Continuous syncing

What is the problem you are having with rclone?

looking for a way to do continuous sync using rclone.

similar to the syncing clients that google, mega or yandex provide, but I find rclone more reliable - especially on linux. Additionally, rclone crypt is helpful.

I know rclone can only do 1 way sync, while they can do 2 way syncing - but will have to settle for that for now - if possible.

What is your rclone version (output from rclone version)

[adminuser@adminuser-pc ~]$ rclone version
rclone v1.49.5

  • os/arch: linux/amd64
  • go version: go1.13.1

Which OS you are using and how many bits (eg Windows 7, 64 bit)

Linux Manjaro 64 bit

Which cloud storage system are you using? (eg Google Drive)

mega
yandex
google drive

The command you were trying to run (eg rclone copy /tmp remote:tmp)

looking for relevant command/script with guide. if it can be run from rclone browser or only command line.

Rclone isn't a sync tool, but offers a sync command.

You can use a cronjob and run it every 5 minutes or something like that and run a rclone sync to your remotes.

My upload script as an example does a basic check for if it's running and doesn't run again.
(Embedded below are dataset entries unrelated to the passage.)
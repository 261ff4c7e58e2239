//! Normalization of resize/scale gestures into semantic element properties.
//!
//! The rendering surface reports a finished transform as raw scale factors on
//! the element's visual node plus the node's new position. Storing those
//! factors would compound on every later gesture, so they are folded into the
//! element's own geometry here and the caller resets the node's scale to 1.

use crate::shapes::{Element, ElementPatch, Ellipse, Rectangle, Shape, Text};
use kurbo::Point;

/// Turn a completed transform on `element` into the patch that stores it.
///
/// Always moves the element to `position`. Sizes are clamped to each
/// variant's minimum. Freehand paths only move; their points are left as is.
pub fn normalize(element: &Element, scale_x: f64, scale_y: f64, position: Point) -> ElementPatch {
    let mut patch = ElementPatch::position(position);
    match &element.shape {
        Shape::Rectangle(rect) => {
            patch.width = Some((rect.width * scale_x).max(Rectangle::MIN_SIZE));
            patch.height = Some((rect.height * scale_y).max(Rectangle::MIN_SIZE));
        }
        Shape::Ellipse(circle) => {
            // A single radius cannot hold anisotropic scale; the larger axis wins.
            let scale = scale_x.max(scale_y);
            patch.radius = Some((circle.radius * scale).max(Ellipse::MIN_RADIUS));
        }
        Shape::Text(text) => {
            patch.font_size =
                Some((text.effective_font_size() * scale_x).max(Text::MIN_FONT_SIZE));
        }
        Shape::Freehand(_) => {}
    }
    patch
}

#[cfg(test)]
mod tests {
    use super::*;
    use crate::shapes::{ElementId, ElementSpec, Freehand};

    fn element(shape: impl Into<Shape>) -> Element {
        Element::from_spec(ElementId::generate(), ElementSpec::new(Point::ORIGIN, shape))
    }

    #[test]
    fn test_rectangle_scales_each_axis() {
        let rect = element(Rectangle::new(100.0, 50.0, "#fff", "#000", 2.0));
        let patch = normalize(&rect, 2.0, 0.5, Point::new(3.0, 4.0));
        assert_eq!(patch.x, Some(3.0));
        assert_eq!(patch.y, Some(4.0));
        assert_eq!(patch.width, Some(200.0));
        assert_eq!(patch.height, Some(25.0));
    }

    #[test]
    fn test_rectangle_clamped() {
        let rect = element(Rectangle::new(100.0, 100.0, "#fff", "#000", 2.0));
        let patch = normalize(&rect, 0.01, -3.0, Point::ORIGIN);
        assert_eq!(patch.width, Some(5.0));
        assert_eq!(patch.height, Some(5.0));
    }

    #[test]
    fn test_circle_uses_larger_scale() {
        let circle = element(Ellipse::circle(50.0, "#fff", "#000", 2.0));
        let patch = normalize(&circle, 0.5, 1.5, Point::ORIGIN);
        assert_eq!(patch.radius, Some(75.0));

        let patch = normalize(&circle, 0.01, 0.02, Point::ORIGIN);
        assert_eq!(patch.radius, Some(5.0));
    }

    #[test]
    fn test_text_uses_horizontal_scale() {
        let text = element(Text::new("hi", 20.0, "#000"));
        let patch = normalize(&text, 2.0, 10.0, Point::ORIGIN);
        assert_eq!(patch.font_size, Some(40.0));

        let patch = normalize(&text, 0.1, 1.0, Point::ORIGIN);
        assert_eq!(patch.font_size, Some(8.0));
    }

    #[test]
    fn test_text_without_font_size_uses_default() {
        let text = element(Text::new("hi", 0.0, "#000"));
        let patch = normalize(&text, 1.5, 1.0, Point::ORIGIN);
        assert_eq!(patch.font_size, Some(24.0));
    }

    #[test]
    fn test_freehand_only_moves() {
        let path = element(Freehand::from_coords(&[0.0, 0.0, 10.0, 10.0], "#000", 3.0));
        let patch = normalize(&path, 3.0, 3.0, Point::new(7.0, 8.0));
        assert_eq!(patch, ElementPatch::position(Point::new(7.0, 8.0)));
    }
}
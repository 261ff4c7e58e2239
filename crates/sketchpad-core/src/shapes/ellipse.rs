//! Circle shape.

use super::{ElementPatch, ShapeKind, ShapeTrait};
use kurbo::{Point, Rect, Vec2};
use serde::{Deserialize, Serialize};

/// A circle described by a single radius.
///
/// The owning element's position is the top-left corner of the bounding box,
/// so the center sits at `position + (radius, radius)`.
#[derive(Debug, Clone, PartialEq, Serialize, Deserialize)]
#[serde(deny_unknown_fields)]
pub struct Ellipse {
    /// Radius of the circle.
    pub radius: f64,
    /// Fill color, emitted verbatim.
    pub fill: String,
    /// Stroke color, emitted verbatim.
    pub stroke: String,
    /// Stroke width.
    pub stroke_width: f64,
}

impl Ellipse {
    /// Smallest radius a resize gesture may produce.
    pub const MIN_RADIUS: f64 = 5.0;

    /// Create a new circle.
    pub fn circle(
        radius: f64,
        fill: impl Into<String>,
        stroke: impl Into<String>,
        stroke_width: f64,
    ) -> Self {
        Self {
            radius,
            fill: fill.into(),
            stroke: stroke.into(),
            stroke_width,
        }
    }

    /// Center of the circle for an element at `position`.
    pub fn center(&self, position: Point) -> Point {
        position + Vec2::new(self.radius, self.radius)
    }
}

impl ShapeTrait for Ellipse {
    fn kind(&self) -> ShapeKind {
        ShapeKind::Ellipse
    }

    fn bounds(&self, position: Point) -> Rect {
        let diameter = self.radius * 2.0;
        Rect::new(
            position.x,
            position.y,
            position.x + diameter,
            position.y + diameter,
        )
    }

    fn apply(&mut self, patch: &ElementPatch) {
        if let Some(radius) = patch.radius {
            self.radius = radius;
        }
        if let Some(fill) = &patch.fill {
            self.fill.clone_from(fill);
        }
        if let Some(stroke) = &patch.stroke {
            self.stroke.clone_from(stroke);
        }
        if let Some(stroke_width) = patch.stroke_width {
            self.stroke_width = stroke_width;
        }
    }
}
[felix@gemini scripts]$ cat upload_cloud
#!/bin/bash
# RClone Config file
RCLONE_CONFIG=/opt/rclone/rclone.conf
export RCLONE_CONFIG

#exit if running
if [[ "`pidof -x $(basename $0) -o %PPID`" ]]; then exit; fi

# Move older local files to the cloud
/usr/bin/rclone move /local/ gcrypt: --log-file /opt/rclone/logs/upload.log -v --exclude-from /opt/rclone/scripts/excludes --delete-empty-src-dirs --fast-list --max-transfer 700G

You can replace the move with sync and just run something like:

rclone sync /source remote:

Depending on the remote, there might be some performance tweaks but I'd start defaults and go from there.

Like Animosity says - all you really need to make a "continuous" sync is just to run the script from cron ever X minutes.

And while rclone does not have a prebuilt 2-way sync it is note hard to create one with and have it mimic the 2-way syncs that other software does.

A 2-way sync can be made in different ways though, and you have to decide how you'd prefer it to function.

rclone copy remote: /local
rclone copy /local remote:

That would make both places have all files if that's all you want.

It's wise to have something in the script that prevents multiple identical jobs from overlapping. Animosity shows and example in his script, and this example shows the same principle using a lockfile.

#!/bin/bash
#Lock the file so only one of these scripts can run at once.
lockfile -r 0 /tmp/uploadscript.lock || exit 1

#Upload command here

#Release lock
rm -f /tmp/uploadscript.lock

Pardon me, but Rclone is a synchronization tool. Including the slogan: "rsync for cloud storage"

As the most sophisticated uses are related to mount, etc., sometimes the sync function is relegated to the background, but Rclone is the only tool (AFAIK) that does it efficiently in a cloud environment.

1 Like

if you are going to experiement with rclone sync, it is easy to make mistakes and lose files.
make sure to check out the flag
--backup-dir

You parsed one bit which takes the sentence out of context. It isn't a sync tool but offers sync to cloud remotes.

A full sync tool is something like:

https://syncthing.net
or even actual rsync itself that offers full continually syncing capabilities.

rsync itself is very different from rclone.

i agree,
i never understood why rclone developers try to compare it to rsync.

sure, it is a nice slogan but not at all accurate.

thanks all.

I'll try as advised

And / or use --dry-run

Always be careful with experimenting with sync, because sync has the permission to potentially delete files. If you run it without being use what will happen, you could potentially lose data.

this wouldn't really work, as its not deleting older files for newer ones, nor resolving conflicts.

default behavior on copy is to update older files and not transfer over newer files - so that's covered. You would end up wiht only the most recently edited file in both places.
As for "resolving conflicts" you have to be a bit more spesific about what you mean.

This is just a really basic example. I'd have to know the exact behavior you wanted to see if you wanted me to give you something more specific. "2-way sync" is not strictly defined and you could interpret that in a variety of ways. It only tells me you want files to go both ways - not exactly what you want to have happen to them in when condition A, B or C applies.

The good thing about rclone is you have the flexibility to do basically any behaviour you want, as you have plenty of tools to work with. It would help to read up a bit about what the default behaviour of copy, move and sync is. Then we can always modify these with optional flags if needed.